> WHAT THE TASK ASKS
In the records below, the line containing "effective request path." marks the start. Copy that line and everything after it exactly, through the last line.

> INFORMATION

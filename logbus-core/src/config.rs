use figment::providers::Env;
use figment::Figment;
use serde::{Deserialize, Serialize};

/// Runtime configuration for Logbus, read from the environment.
///
/// Presence-style switches (`TEST_MODE`, `RUN_SESSION`, ...) keep the
/// set-and-non-empty semantics their consumers expect, so they are stored
/// as raw strings with boolean accessors.
#[derive(Debug, Clone, Serialize, Deserialize)]
pub struct BusConfig {
    /// HTTP listener port for the admin/session surface
    #[serde(default = "default_port")]
    pub port: u16,

    /// Comma-separated Kafka broker list
    #[serde(default)]
    pub kafka_hosts: String,

    /// Static bearer token required on protected endpoints; compared
    /// byte-for-byte with the Authorization header, so it is read raw
    #[serde(skip)]
    pub auth_key: String,

    /// External base URL returned in `logplex_url` for new sessions
    #[serde(default)]
    pub session_url: String,

    /// Redis storage backend (exactly one of redis/postgres must be set)
    #[serde(default)]
    pub redis_url: Option<String>,

    /// Postgres storage backend
    #[serde(default)]
    pub postgres_url: Option<String>,

    /// Override for the syslog pool connection cap (clamped to [1, 1024])
    #[serde(default)]
    pub max_syslog_connections: Option<u32>,

    #[serde(skip)]
    pub test_mode: Option<String>,

    #[serde(skip)]
    pub run_session: Option<String>,

    #[serde(skip)]
    pub run_istio_als: Option<String>,

    #[serde(skip)]
    pub debug_session: Option<String>,
}

impl BusConfig {
    /// Load configuration from environment variables. The presence-style
    /// switches bypass type inference so `TEST_MODE=1` and `TEST_MODE=on`
    /// behave identically.
    pub fn load() -> anyhow::Result<Self> {
        let mut config: Self = Figment::new()
            .merge(Env::raw().only(&[
                "PORT",
                "KAFKA_HOSTS",
                "SESSION_URL",
                "REDIS_URL",
                "POSTGRES_URL",
                "MAX_SYSLOG_CONNECTIONS",
            ]))
            .extract()?;
        config.auth_key = std::env::var("AUTH_KEY").unwrap_or_default();
        config.test_mode = std::env::var("TEST_MODE").ok();
        config.run_session = std::env::var("RUN_SESSION").ok();
        config.run_istio_als = std::env::var("RUN_ISTIO_ALS").ok();
        config.debug_session = std::env::var("DEBUG_SESSION").ok();
        Ok(config)
    }

    pub fn brokers(&self) -> Vec<String> {
        self.kafka_hosts
            .split(',')
            .map(str::trim)
            .filter(|s| !s.is_empty())
            .map(str::to_string)
            .collect()
    }

    pub fn is_test_mode(&self) -> bool {
        flag_set(&self.test_mode)
    }

    pub fn is_session_mode(&self) -> bool {
        flag_set(&self.run_session)
    }

    pub fn run_istio_als(&self) -> bool {
        flag_set(&self.run_istio_als)
    }

    /// Consumer group for the shuttle; tests run under a separate group so
    /// offsets never collide with a production shuttle.
    pub fn consumer_group(&self) -> &'static str {
        if self.is_test_mode() {
            "logbus-testing"
        } else {
            "logbus"
        }
    }

    pub fn max_syslog_connections(&self) -> Option<u32> {
        self.max_syslog_connections
            .filter(|n| (1..=1024).contains(n))
    }
}

impl Default for BusConfig {
    fn default() -> Self {
        Self {
            port: default_port(),
            kafka_hosts: String::new(),
            auth_key: String::new(),
            session_url: String::new(),
            redis_url: None,
            postgres_url: None,
            max_syslog_connections: None,
            test_mode: None,
            run_session: None,
            run_istio_als: None,
            debug_session: None,
        }
    }
}

fn flag_set(value: &Option<String>) -> bool {
    value.as_deref().is_some_and(|v| !v.is_empty())
}

fn default_port() -> u16 {
    5000
}

#[cfg(test)]
mod tests {
    use super::*;

    #[test]
    fn test_default_config() {
        let cfg = BusConfig::default();
        assert_eq!(cfg.port, 5000);
        assert!(!cfg.is_test_mode());
        assert!(!cfg.is_session_mode());
        assert_eq!(cfg.consumer_group(), "logbus");
        assert!(cfg.brokers().is_empty());
    }

    #[test]
    fn test_broker_list_split() {
        let cfg = BusConfig {
            kafka_hosts: "k1:9092, k2:9092 ,".into(),
            ..Default::default()
        };
        assert_eq!(cfg.brokers(), vec!["k1:9092", "k2:9092"]);
    }

    #[test]
    fn test_mode_flags_require_non_empty_values() {
        let mut cfg = BusConfig {
            test_mode: Some(String::new()),
            ..Default::default()
        };
        assert!(!cfg.is_test_mode());
        cfg.test_mode = Some("1".into());
        assert!(cfg.is_test_mode());
        assert_eq!(cfg.consumer_group(), "logbus-testing");
    }

    #[test]
    fn test_syslog_connection_override_clamped() {
        let mut cfg = BusConfig::default();
        assert_eq!(cfg.max_syslog_connections(), None);
        cfg.max_syslog_connections = Some(0);
        assert_eq!(cfg.max_syslog_connections(), None);
        cfg.max_syslog_connections = Some(2000);
        assert_eq!(cfg.max_syslog_connections(), None);
        cfg.max_syslog_connections = Some(64);
        assert_eq!(cfg.max_syslog_connections(), Some(64));
    }
}
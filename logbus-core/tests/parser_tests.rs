use logbus_core::envelope::{container_to_proc, is_app_match};
use logbus_core::parse::{parse_build_log, parse_istio_log, parse_router_log};

// ── Router line round-trip ──────────────────────────────────
//
// Parsing and re-serializing a router line must preserve every k=v pair
// except `timestamp`, with `source` renamed to `fwd` (URL-decoded) and the
// routing fields lifted out of the line.

#[test]
fn router_round_trip_preserves_pairs() {
    let line = "hostname=shop-prod.example.io timestamp=1709290800 method=GET \
                status=200 bytes=512 source=10.0.0.1%2C10.0.0.2 path=/checkout \
                user_agent=curl/8.0";
    let env = parse_router_log(line.as_bytes()).unwrap();

    assert!(env.log.contains("method=GET"));
    assert!(env.log.contains("status=200"));
    assert!(env.log.contains("bytes=512"));
    assert!(env.log.contains("user_agent=curl/8.0"));
    assert!(env.log.contains("fwd=\"10.0.0.1,10.0.0.2\""));
    assert!(!env.log.contains("timestamp"));
    assert!(!env.log.contains("source="));
    assert!(!env.log.contains("hostname="));
    // `path` routes through its own field, not the line.
    assert!(!env.log.contains("path=/checkout"));
    assert_eq!(env.path, "/checkout");
    assert_eq!(env.container_name, "shop");
    assert_eq!(env.space, "prod");
}

#[test]
fn router_line_field_order_is_stable() {
    let env1 = parse_router_log(b"hostname=a-b.x method=GET status=200").unwrap();
    let env2 = parse_router_log(b"hostname=a-b.x method=GET status=200").unwrap();
    assert_eq!(env1.log, env2.log);
}

#[test]
fn router_line_with_equals_in_value_keeps_remainder() {
    let env = parse_router_log(b"hostname=a-b.x query=foo=bar").unwrap();
    assert!(env.log.contains("query=foo=bar"), "log: {}", env.log);
}

// ── Process derivation invariants ───────────────────────────

#[test]
fn container_to_proc_invariants() {
    let proc = container_to_proc("x");
    assert_eq!((proc.app.as_str(), proc.r#type.as_str()), ("x", "web"));
    let proc = container_to_proc("x--y");
    assert_eq!((proc.app.as_str(), proc.r#type.as_str()), ("x", "y"));
    // Only the first separator splits.
    let proc = container_to_proc("x--y--z");
    assert_eq!((proc.app.as_str(), proc.r#type.as_str()), ("x", "y--z"));
}

#[test]
fn app_match_invariants() {
    assert!(is_app_match("app", "app"));
    assert!(is_app_match("app--worker", "app"));
    assert!(!is_app_match("z", "zz"));
    assert!(!is_app_match("app-worker", "app"));
}

// ── Build log redaction across steps ────────────────────────

#[test]
fn build_redaction_only_touches_arg_steps() {
    let cases = [
        ("Step 2/10 : ARG DATABASE_URL=postgres://u:p@h/db", "Step 2/10 : ARG DATABASE_URL=..."),
        ("Step 3/10 : ENV PORT=5000", "Step 3/10 : ENV PORT=5000"),
        ("Successfully built abc123", "Successfully built abc123"),
    ];
    for (input, expected) in cases {
        let payload = serde_json::json!({"metadata": "app-space", "message": input}).to_string();
        let env = parse_build_log(payload.as_bytes()).unwrap();
        assert_eq!(env.log, expected, "input: {}", input);
    }
}

// ── Envoy ALS edge cases ────────────────────────────────────

#[test]
fn als_rejects_unparsable_upstream_cluster() {
    let entry = serde_json::json!({
        "common_properties": {
            "upstream_cluster": "garbage-without-pipes",
            "time_to_last_upstream_tx_byte": "0.001s",
            "time_to_last_rx_byte": "0.002s"
        },
        "request": {"request_method": "GET"},
        "response": {"response_code": 200}
    });
    assert!(parse_istio_log(entry.to_string().as_bytes()).is_err());
}

#[test]
fn als_prefers_original_path_for_origin() {
    let entry = serde_json::json!({
        "common_properties": {
            "upstream_cluster": "outbound|80||shop.prod.svc.cluster.local",
            "tls_properties": {"tls_sni_hostname": "www.example.com", "tls_version": "TLSv1_3"},
            "time_to_last_upstream_tx_byte": "0.001s",
            "time_to_last_rx_byte": "0.002s"
        },
        "request": {
            "request_method": "GET",
            "path": "/rewritten",
            "original_path": "/original",
            "request_id": "r9"
        },
        "response": {"response_code": 301}
    });
    let env = parse_istio_log(entry.to_string().as_bytes()).unwrap();
    assert!(
        env.log.contains("origin=https://www.example.com/original"),
        "log: {}",
        env.log
    );
    // The envelope path stays the effective request path.
    assert_eq!(env.path, "/rewritten");
}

> OUTPUT BELOW
    // The envelope path stays the effective request path.
    assert_eq!(env.path, "/rewritten");
}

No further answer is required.